* ACTIVITY *
Every line in the entries where "response" is found should be copied.

(Dataset entries)
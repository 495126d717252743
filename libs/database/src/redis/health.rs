use redis::aio::ConnectionManager;
use tracing::debug;

use crate::common::DatabaseError;

/// Check Redis health
///
/// Executes a `PING` command to verify the Redis connection is working.
/// This is useful for readiness and liveness probes.
///
/// # Returns
/// * `Ok(())` if Redis is healthy
/// * `Err(DatabaseError)` if the health check fails
pub async fn check_health(conn: &mut ConnectionManager) -> Result<(), DatabaseError> {
    debug!("Running Redis health check");

    let response: String = redis::cmd("PING").query_async(conn).await.map_err(|e| {
        DatabaseError::HealthCheckFailed(format!("Redis health check failed: {}", e))
    })?;

    if response != "PONG" {
        return Err(DatabaseError::HealthCheckFailed(format!(
            "Redis PING returned unexpected response: {}",
            response
        )));
    }

    debug!("Redis health check passed");
    Ok(())
}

* SOLUTION *
    let response: String = redis::cmd("PING").query_async(conn).await.map_err(|e| {
    if response != "PONG" {
            "Redis PING returned unexpected response: {}",
            response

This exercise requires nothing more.